Abstract: TH-PO826
Mitochondrial Quality Control Mechanisms and Fatty Acid Metabolism in Renal Cortex During the Normoalbuminuric Stage of Diabetes Mellitus
Session Information
- Health Maintenance, Nutrition, Metabolism
November 03, 2022 | Location: Exhibit Hall, Orange County Convention Center‚ West Building
Abstract Time: 10:00 AM - 12:00 PM
Category: Health Maintenance‚ Nutrition‚ and Metabolism
- 1400 Health Maintenance‚ Nutrition‚ and Metabolism
Authors
- Ishii, Naohito, Kitasato University, Sgamihara, Japan
- Carmines, Pamela K., University of Nebraska Medical Center, Omaha, Nebraska, United States
- Kurosaki, Yoshifumi, Kitasato University, Sgamihara, Japan
- Imoto, Akemi, Kitasato University, Sgamihara, Japan
- Sugase, Taro, Seiikai Medica Clinic, Tochigi, Japan
- Takahashi, Hiroyuki, Kitasato University, Sgamihara, Japan
- Yokoba, Masanori, Kitasato University, Sgamihara, Japan
- Ichikawa, Takafumi, Kitasato University, Sgamihara, Japan
- Takenaka, Tsuneo, International University of Health & Welfare, Minato-ku, Japan
- Katagiri, Masato, Kitasato University, Sgamihara, Japan
Background
Oxidative stress during the normoalbuminuric stage of type 1 diabetes mellitus (DM) damages renal cortical mitochondria; hence, we aimed to determine if oxidative stress in DM triggers 1) mitochondrial fission or fusion, 2) mitophagy, and/or 3) increased fatty acid (FA) metabolism.
Methods
Rats receiving streptozotocin (STZ, 65 mg/kg i.p.) or vehicle (Sham) were left untreated or treated with telmisartan (TLM, an angiotensin receptor blocker; 10 mg/kg/d).

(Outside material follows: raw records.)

//! Typed bridge between Rust structs and the object arena.
//!
//! A type implements [`Reflect`] by describing its fields once and by
//! copying itself into and out of an [`ObjectGraph`].  Owned Rust values
//! form trees, so anything stored this way is acyclic.  Shared or cyclic
//! structures are built on the arena directly; loading a cycle into owned
//! values fails with `UnsupportedValue` instead of recursing forever.

use std::collections::HashSet;

use super::formatter::DEFAULT_MAX_DEPTH;
use super::schema::{TypeDescriptor, TypeRegistry};
use super::{GraphError, Object, ObjectGraph, ObjectId, Value};

pub trait Reflect: Sized {
    /// Registered name; also what [`TypeDescriptor::name`] returns.
    const TYPE_NAME: &'static str;

    fn descriptor() -> TypeDescriptor;

    /// Register this type.  Types with object fields override this to
    /// register those types as well.
    fn register(registry: &mut TypeRegistry) {
        registry.register(Self::descriptor());
    }

    fn store(&self, graph: &mut ObjectGraph) -> Result<ObjectId, GraphError>;

    /// Build `Self` from object `id`.  Nested objects go through
    /// [`LoadContext::load`] or [`LoadContext::load_field`].
    fn load(cx: &mut LoadContext<'_>, id: ObjectId) -> Result<Self, GraphError>;
}

/// State for one typed load: the arena and the objects currently being
/// loaded, innermost last.
#[derive(Debug)]
pub struct LoadContext<'g> {
    graph:     &'g ObjectGraph,
    loading:   HashSet<ObjectId>,
    max_depth: usize,
}

impl<'g> LoadContext<'g> {
    pub fn new(graph: &'g ObjectGraph) -> Self {
        Self { graph, loading: HashSet::new(), max_depth: DEFAULT_MAX_DEPTH }
    }

    pub fn with_max_depth(mut self, max_depth: usize) -> Self {
        self.max_depth = max_depth;
        self
    }

    pub fn graph(&self) -> &'g ObjectGraph { self.graph }

    /// Load `T` from `id`.  Reaching an object that is still being loaded
    /// means the graph has a cycle, which owned values cannot represent.
    pub fn load<T: Reflect>(&mut self, id: ObjectId) -> Result<T, GraphError> {
        if self.loading.contains(&id) {
            return Err(GraphError::UnsupportedValue(format!(
                "object {} refers back to itself; {} cannot hold a cycle",
                id.index(),
                T::TYPE_NAME
            )));
        }
        if self.loading.len() >= self.max_depth {
            return Err(GraphError::UnsupportedValue(format!(
                "nesting deeper than {} levels",
                self.max_depth
            )));
        }
        self.loading.insert(id);
        let result = T::load(self, id);
        self.loading.remove(&id);
        result
    }

    /// Load the optional nested object in field `index` of `id`.
    pub fn load_field<T: Reflect>(&mut self, id: ObjectId, index: usize) -> Result<Option<T>, GraphError> {
        match self.graph.object(id)?.object_ref(index)? {
            Some(child) => self.load(child).map(Some),
            None => Ok(None),
        }
    }
}

/// Load `T` rooted at `id`.
pub fn load<T: Reflect>(graph: &ObjectGraph, id: ObjectId) -> Result<T, GraphError> {
    LoadContext::new(graph).load(id)
}

/// Store an optional nested object as a field value.
pub fn store_field<T: Reflect>(value: Option<&T>, graph: &mut ObjectGraph) -> Result<Value, GraphError> {
    match value {
        Some(v) => Ok(Value::Object(v.store(graph)?)),
        None => Ok(Value::Null),
    }
}

/// Check that `id` holds an object of type `T`.
pub fn expect_type<'g, T: Reflect>(cx: &LoadContext<'g>, id: ObjectId) -> Result<&'g Object, GraphError> {
    let object = cx.graph().object(id)?;
    if object.type_name() != T::TYPE_NAME {
        return Err(GraphError::Format(format!(
            "expected {}, found {}",
            T::TYPE_NAME,
            object.type_name()
        )));
    }
    Ok(object)
}

#[cfg(test)]
mod tests {
    use super::*;
    use crate::graph::{FieldKind, FormatterOptions, GraphFormatter};

    #[derive(Debug, Clone, PartialEq)]
    struct Tag {
        label: String,
    }

    impl Reflect for Tag {
        const TYPE_NAME: &'static str = "reflect::Tag";

        fn descriptor() -> TypeDescriptor {
            TypeDescriptor::new(Self::TYPE_NAME).field("label", FieldKind::of::<String>())
        }

        fn store(&self, graph: &mut ObjectGraph) -> Result<ObjectId, GraphError> {
            Ok(graph.insert(Self::TYPE_NAME, vec![Value::scalar(self.label.as_str())]))
        }

        fn load(cx: &mut LoadContext<'_>, id: ObjectId) -> Result<Self, GraphError> {
            let o = expect_type::<Self>(cx, id)?;
            Ok(Self { label: o.primitive_or_default(0)? })
        }
    }

    #[derive(Debug, Clone, PartialEq)]
    struct Item {
        id:  u32,
        tag: Option<Tag>,
    }

    impl Reflect for Item {
        const TYPE_NAME: &'static str = "reflect::Item";

        fn descriptor() -> TypeDescriptor {
            TypeDescriptor::new(Self::TYPE_NAME)
                .field("id", FieldKind::of::<u32>())
                .field("tag", FieldKind::object(Tag::TYPE_NAME))
        }

        fn register(registry: &mut TypeRegistry) {
            registry.register(Self::descriptor());
            Tag::register(registry);
        }

        fn store(&self, graph: &mut ObjectGraph) -> Result<ObjectId, GraphError> {
            let tag = store_field(self.tag.as_ref(), graph)?;
            Ok(graph.insert(Self::TYPE_NAME, vec![Value::scalar(self.id), tag]))
        }

        fn load(cx: &mut LoadContext<'_>, id: ObjectId) -> Result<Self, GraphError> {
            let o = expect_type::<Self>(cx, id)?;
            Ok(Self {
                id:  o.primitive_or_default(0)?,
                tag: cx.load_field(id, 1)?,
            })
        }
    }

    #[test]
    fn nested_struct_round_trips() {
        let mut f = GraphFormatter::new(TypeRegistry::new(), FormatterOptions::default());
        let item = Item { id: 9, tag: Some(Tag { label: "ünï".into() }) };
        let bytes = f.serialize_value(&item).unwrap();
        assert_eq!(f.deserialize_value::<Item>(&bytes).unwrap(), item);

        let bare = Item { id: 1, tag: None };
        let bytes = f.serialize_value(&bare).unwrap();
        assert_eq!(f.deserialize_value::<Item>(&bytes).unwrap(), bare);
    }

    #[test]
    fn load_checks_type() {
        let mut g = ObjectGraph::new();
        let id = Tag { label: "x".into() }.store(&mut g).unwrap();
        assert!(matches!(load::<Item>(&g, id), Err(GraphError::Format(_))));
    }

    #[derive(Debug)]
    struct Link {
        next: Option<Box<Link>>,
    }

    impl Reflect for Link {
        const TYPE_NAME: &'static str = "reflect::Link";

        fn descriptor() -> TypeDescriptor {
            TypeDescriptor::new(Self::TYPE_NAME).field("next", FieldKind::object(Self::TYPE_NAME))
        }

        fn store(&self, graph: &mut ObjectGraph) -> Result<ObjectId, GraphError> {
            let next = store_field(self.next.as_deref(), graph)?;
            Ok(graph.insert(Self::TYPE_NAME, vec![next]))
        }

        fn load(cx: &mut LoadContext<'_>, id: ObjectId) -> Result<Self, GraphError> {
            expect_type::<Self>(cx, id)?;
            Ok(Self { next: cx.load_field(id, 0)?.map(Box::new) })
        }
    }

    #[test]
    fn cycle_is_rejected_not_followed() {
        let mut g = ObjectGraph::new();
        let a = g.allocate(Link::TYPE_NAME, 1);
        let b = g.insert(Link::TYPE_NAME, vec![Value::Object(a)]);
        g.set_field(a, 0, b).unwrap();
        assert!(matches!(load::<Link>(&g, a), Err(GraphError::UnsupportedValue(_))));
    }

    #[test]
    fn shared_acyclic_object_loads_twice() {
        let mut g = ObjectGraph::new();
        let tail = g.insert(Link::TYPE_NAME, vec![Value::Null]);
        let mid = g.insert(Link::TYPE_NAME, vec![Value::Object(tail)]);
        let loaded = load::<Link>(&g, mid).unwrap();
        assert!(loaded.next.unwrap().next.is_none());
        // `tail` is loaded and released, so loading it again is fine.
        assert!(load::<Link>(&g, tail).is_ok());
    }

    #[test]
    fn load_depth_is_bounded() {
        let mut g = ObjectGraph::new();
        let mut id = g.insert(Link::TYPE_NAME, vec![Value::Null]);
        for _ in 0..10 {
            id = g.insert(Link::TYPE_NAME, vec![Value::Object(id)]);
        }
        let res = LoadContext::new(&g).with_max_depth(5).load::<Link>(id);
        assert!(matches!(res, Err(GraphError::UnsupportedValue(_))));
        assert!(LoadContext::new(&g).with_max_depth(11).load::<Link>(id).is_ok());
    }
}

Two weeks later, blood glucose (BG), blood pressure (BP), glomerular filtration rate (GFR), and urinary excretion of albumin (UalbV) and N-acetyl-β-D-glucosaminidase (UNAGV) were measured, and the renal cortex was harvested for the following assays: HPLC was used to detect 3-NT (oxidative stress marker). Fission-, fusion-, and mitophagy-related proteins were quantified by Western blot. Levels of acylcarnitine (transports FA into mitochondria for β-oxidation) were calculated as total-minus-free carnitine levels measured by the enzymatic cycling method. GC was used to quantify ω3 FAs (α-linolenic acid, EPA & DHA) and ω6 FAs (linoleic acid & AA).
Results
BP, UalbV, and UNAGV did not differ among groups. STZ rats displayed elevated BP and GFR that were unaffected by TLM. Renal cortical samples yielded the following: The ω3/ω6 FA ratio (corrected for FA intake) and 3-NT levels were increased in STZ rats (both P<0.05 vs Sham), effects that were prevented by TLM. Acylcarnitine levels in STZ rats were higher than in Sham and were further elevated in STZ+TLM (P<0.05 vs STZ alone). STZ rats displayed TLM-sensitive increases in the mitophagy-related proteins LC3-II and PINK1 (all P<0.05), but not BNIP3 dimer or p62. Drp1 (fission marker) was 3-fold higher in STZ than in Sham, with intermediate values in STZ+TLM. Mfn2 (fusion marker) did not differ among groups.
Conclusion
During the normoalbuminuric stage of DM, renal cortical mitochondria undergo enhanced fission and mitophagy, as well as increased FA metabolism with a shift toward ω3 FAs (antioxidant & vasoprotective) relative to ω6 FAs. As these effects are blunted by TLM jointly with its antioxidant effect, they are likely quality control mechanisms triggered by oxidative damage.